TASK INSTRUCTIONS →
Go through the data below and return each line where the string "RegistryFile" occurs.
╭─ DATASET ENTRIES
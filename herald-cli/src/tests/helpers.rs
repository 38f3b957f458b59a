//! Test helpers for building a scratch base directory and registry.

use super::*;
use std::fs;
use tempfile::TempDir;

/// Temporary `data/` directory plus registry path for one test.
#[derive(Debug)]
pub(super) struct Scratch {
    _dir: TempDir,
    pub(super) base_dir: Utf8PathBuf,
    pub(super) registry: Utf8PathBuf,
}

impl Scratch {
    pub(super) fn new() -> Self {
        let dir = TempDir::new().expect("tempdir");
        let root = Utf8PathBuf::from_path_buf(dir.path().to_path_buf()).expect("utf-8 workspace");
        let base_dir = root.join("data");
        fs::create_dir(&base_dir).expect("create data dir");
        Self {
            _dir: dir,
            base_dir,
            registry: root.join("config/bot_registry.json"),
        }
    }

    pub(super) fn write_document(&self, file: &str, contents: &str) {
        fs::write(self.base_dir.join(file), contents).expect("write document");
    }

    pub(super) fn read_document(&self, file: &str) -> serde_json::Value {
        let text = fs::read_to_string(self.base_dir.join(file)).expect("read document");
        serde_json::from_str(&text).expect("document JSON")
    }

    pub(super) fn config(&self) -> StoreConfig {
        StoreConfig {
            base_dir: self.base_dir.clone(),
            registry: self.registry.clone(),
        }
    }

    /// Run `herald <args>` against this scratch space and capture stdout.
    pub(super) fn run(&self, args: &[&str]) -> Result<String, CliError> {
        let mut argv = vec![
            "herald".to_owned(),
            format!("--{ARG_BASE_DIR}"),
            self.base_dir.as_str().to_owned(),
            format!("--{ARG_REGISTRY}"),
            self.registry.as_str().to_owned(),
        ];
        argv.extend(args.iter().map(|arg| (*arg).to_owned()));
        let cli = Cli::try_parse_from(argv)?;
        let mut buffer = Vec::new();
        run_with(cli, &mut buffer)?;
        Ok(String::from_utf8(buffer).expect("stdout utf-8"))
    }
}
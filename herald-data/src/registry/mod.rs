//! Persistent mapping from source name to [`Source`].
//!
//! The registry is read once when opened and is authoritative in memory
//! afterwards. Every mutation rewrites the whole file atomically; a failed
//! write leaves the in-memory state as it was.

use std::collections::BTreeMap;
use std::io;

use camino::{Utf8Path, Utf8PathBuf};
use herald_core::{Source, SourceError};
use herald_fs::{BaseDir, BaseDirError};
use serde::{Deserialize, Serialize};
use thiserror::Error;

/// Errors raised by [`SourceRegistry`].
#[derive(Debug, Error)]
pub enum RegistryError {
    /// The name or file failed validation.
    #[error("invalid source {name}: {source}")]
    InvalidSource {
        /// Name as supplied.
        name: String,
        /// Validation failure.
        #[source]
        source: SourceError,
    },
    /// The file escapes the registry's base directory.
    #[error("invalid source {name}: {source}")]
    Containment {
        /// Name as supplied.
        name: String,
        /// Containment failure.
        #[source]
        source: BaseDirError,
    },
    /// Checking whether the registry file exists failed.
    #[error("failed to inspect registry {path}: {source}")]
    Inspect {
        /// Registry path.
        path: Utf8PathBuf,
        /// Source error from std I/O.
        #[source]
        source: io::Error,
    },
    /// Creating the registry's parent directory failed.
    #[error("failed to create directory for registry {path}: {source}")]
    CreateParent {
        /// Registry path.
        path: Utf8PathBuf,
        /// Source error from std I/O.
        #[source]
        source: io::Error,
    },
    /// Reading the registry file failed.
    #[error("failed to read registry {path}: {source}")]
    Read {
        /// Registry path.
        path: Utf8PathBuf,
        /// Source error from std I/O.
        #[source]
        source: io::Error,
    },
    /// The registry file is not valid registry JSON.
    #[error("failed to parse registry {path}: {source}")]
    Parse {
        /// Registry path.
        path: Utf8PathBuf,
        /// Source error from `serde_json`.
        #[source]
        source: serde_json::Error,
    },
    /// A stored entry does not form a valid source.
    #[error("invalid registry entry {name}: {source}")]
    InvalidEntry {
        /// Entry key.
        name: String,
        /// Validation failure.
        #[source]
        source: SourceError,
    },
    /// Serialising the registry failed.
    #[error("failed to serialise registry: {0}")]
    Serialise(#[source] serde_json::Error),
    /// Writing the registry file failed.
    #[error("failed to write registry {path}: {source}")]
    Write {
        /// Registry path.
        path: Utf8PathBuf,
        /// Source error from std I/O.
        #[source]
        source: io::Error,
    },
}

#[derive(Debug, Default, Serialize, Deserialize)]
struct RegistryFile {
    #[serde(default)]
    items: BTreeMap<String, SourceRecord>,
}

#[derive(Debug, Serialize, Deserialize)]
struct SourceRecord {
    #[serde(default)]
    dot_path: Option<String>,
    #[serde(default = "enabled_by_default")]
    enabled: bool,
    file: String,
    #[serde(default)]
    transform: Option<String>,
}

const fn enabled_by_default() -> bool {
    true
}

impl From<&Source> for SourceRecord {
    fn from(source: &Source) -> Self {
        Self {
            dot_path: source.dot_path().map(str::to_owned),
            enabled: source.enabled(),
            file: source.file().to_owned(),
            transform: source.transform().map(str::to_owned),
        }
    }
}

impl SourceRecord {
    fn into_source(self, name: &str) -> Result<Source, RegistryError> {
        Source::new(name, &self.file)
            .map(|source| {
                source
                    .with_dot_path(self.dot_path)
                    .with_enabled(self.enabled)
                    .with_transform(self.transform)
            })
            .map_err(|source| RegistryError::InvalidEntry {
                name: name.to_owned(),
                source,
            })
    }
}

/// Named sources persisted to one JSON file.
///
/// # Examples
///
/// ```no_run
/// use camino::Utf8Path;
/// use herald_data::SourceRegistry;
///
/// # fn main() -> Result<(), herald_data::RegistryError> {
/// let mut registry = SourceRegistry::open(Utf8Path::new("config/bot_registry.json"))?;
/// registry.register("status", "status.json", Some("data.items"))?;
/// assert!(registry.get("status").is_some());
/// # Ok(())
/// # }
/// ```
#[derive(Debug)]
pub struct SourceRegistry {
    path: Utf8PathBuf,
    sources: BTreeMap<String, Source>,
    base: Option<BaseDir>,
}

impl SourceRegistry {
    /// Load the registry at `path`, creating an empty one when it is absent.
    ///
    /// A file that cannot be read or parsed is logged and replaced by an
    /// empty in-memory registry; it is only overwritten by the next
    /// mutation.
    pub fn open(path: &Utf8Path) -> Result<Self, RegistryError> {
        let mut registry = Self {
            path: path.to_path_buf(),
            sources: BTreeMap::new(),
            base: None,
        };
        match herald_fs::file_is_file(path) {
            Ok(_) => {
                registry.sources = registry.load().unwrap_or_else(|err| {
                    log::error!("failed to load registry: {err}");
                    BTreeMap::new()
                });
            }
            Err(err) if err.kind() == io::ErrorKind::NotFound => {
                herald_fs::ensure_parent_dir(path).map_err(|source| {
                    RegistryError::CreateParent {
                        path: path.to_path_buf(),
                        source,
                    }
                })?;
                registry.save(&registry.sources)?;
            }
            Err(source) => {
                return Err(RegistryError::Inspect {
                    path: path.to_path_buf(),
                    source,
                });
            }
        }
        Ok(registry)
    }

    /// Reject registrations whose file escapes `base`.
    #[must_use]
    pub fn with_base_dir(mut self, base: BaseDir) -> Self {
        self.base = Some(base);
        self
    }

    /// Location of the backing file.
    #[must_use]
    pub fn path(&self) -> &Utf8Path {
        &self.path
    }

    /// Insert or replace the source named `name` and persist.
    ///
    /// Nothing is written when validation fails. The stored source is
    /// enabled, whatever the previous entry under the same name was.
    pub fn register(
        &mut self,
        name: &str,
        file: &str,
        dot_path: Option<&str>,
    ) -> Result<Source, RegistryError> {
        let source = Source::new(name, file)
            .map_err(|source| RegistryError::InvalidSource {
                name: name.to_owned(),
                source,
            })?
            .with_dot_path(dot_path.map(str::to_owned));
        if let Some(base) = &self.base {
            base.resolve(source.file())
                .map_err(|err| RegistryError::Containment {
                    name: name.to_owned(),
                    source: err,
                })?;
        }
        let mut next = self.sources.clone();
        next.insert(source.name_key().to_owned(), source.clone());
        self.commit(next)?;
        log::info!("registered source {} -> {}", source.name_key(), source.file());
        Ok(source)
    }

    /// Delete `name`; returns whether it existed.
    pub fn remove(&mut self, name: &str) -> Result<bool, RegistryError> {
        if !self.sources.contains_key(name) {
            return Ok(false);
        }
        let mut next = self.sources.clone();
        next.remove(name);
        self.commit(next)?;
        log::info!("removed source {name}");
        Ok(true)
    }

    /// Look up one source.
    #[must_use]
    pub fn get(&self, name: &str) -> Option<&Source> {
        self.sources.get(name)
    }

    /// Snapshot of every source, keyed by name.
    #[must_use]
    pub fn list(&self) -> BTreeMap<String, Source> {
        self.sources.clone()
    }

    /// Snapshot of the enabled sources.
    #[must_use]
    pub fn get_enabled(&self) -> BTreeMap<String, Source> {
        self.sources
            .iter()
            .filter(|(_, source)| source.enabled())
            .map(|(name, source)| (name.clone(), source.clone()))
            .collect()
    }

    /// Set the enabled flag of `name` and persist; returns whether it existed.
    pub fn set_enabled(&mut self, name: &str, enabled: bool) -> Result<bool, RegistryError> {
        let mut next = self.sources.clone();
        let Some(source) = next.get_mut(name) else {
            return Ok(false);
        };
        source.set_enabled(enabled);
        self.commit(next)?;
        Ok(true)
    }

    fn commit(&mut self, next: BTreeMap<String, Source>) -> Result<(), RegistryError> {
        self.save(&next)?;
        self.sources = next;
        Ok(())
    }

    fn load(&self) -> Result<BTreeMap<String, Source>, RegistryError> {
        let text = herald_fs::read_utf8_file(&self.path).map_err(|source| RegistryError::Read {
            path: self.path.clone(),
            source,
        })?;
        let file: RegistryFile =
            serde_json::from_str(&text).map_err(|source| RegistryError::Parse {
                path: self.path.clone(),
                source,
            })?;
        let sources = file
            .items
            .into_iter()
            .map(|(name, record)| {
                let source = record.into_source(&name)?;
                Ok((source.name_key().to_owned(), source))
            })
            .collect::<Result<BTreeMap<_, _>, RegistryError>>()?;
        log::info!("loaded {} source(s) from registry", sources.len());
        Ok(sources)
    }

    fn save(&self, sources: &BTreeMap<String, Source>) -> Result<(), RegistryError> {
        let file = RegistryFile {
            items: sources
                .iter()
                .map(|(name, source)| (name.clone(), SourceRecord::from(source)))
                .collect(),
        };
        let text = serde_json::to_string_pretty(&file).map_err(RegistryError::Serialise)?;
        herald_fs::write_atomic(&self.path, text.as_bytes()).map_err(|source| {
            RegistryError::Write {
                path: self.path.clone(),
                source,
            }
        })
    }
}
╰─
ANSWER TO THE EXERCISE →
struct RegistryFile {
        let file: RegistryFile =
        let file = RegistryFile {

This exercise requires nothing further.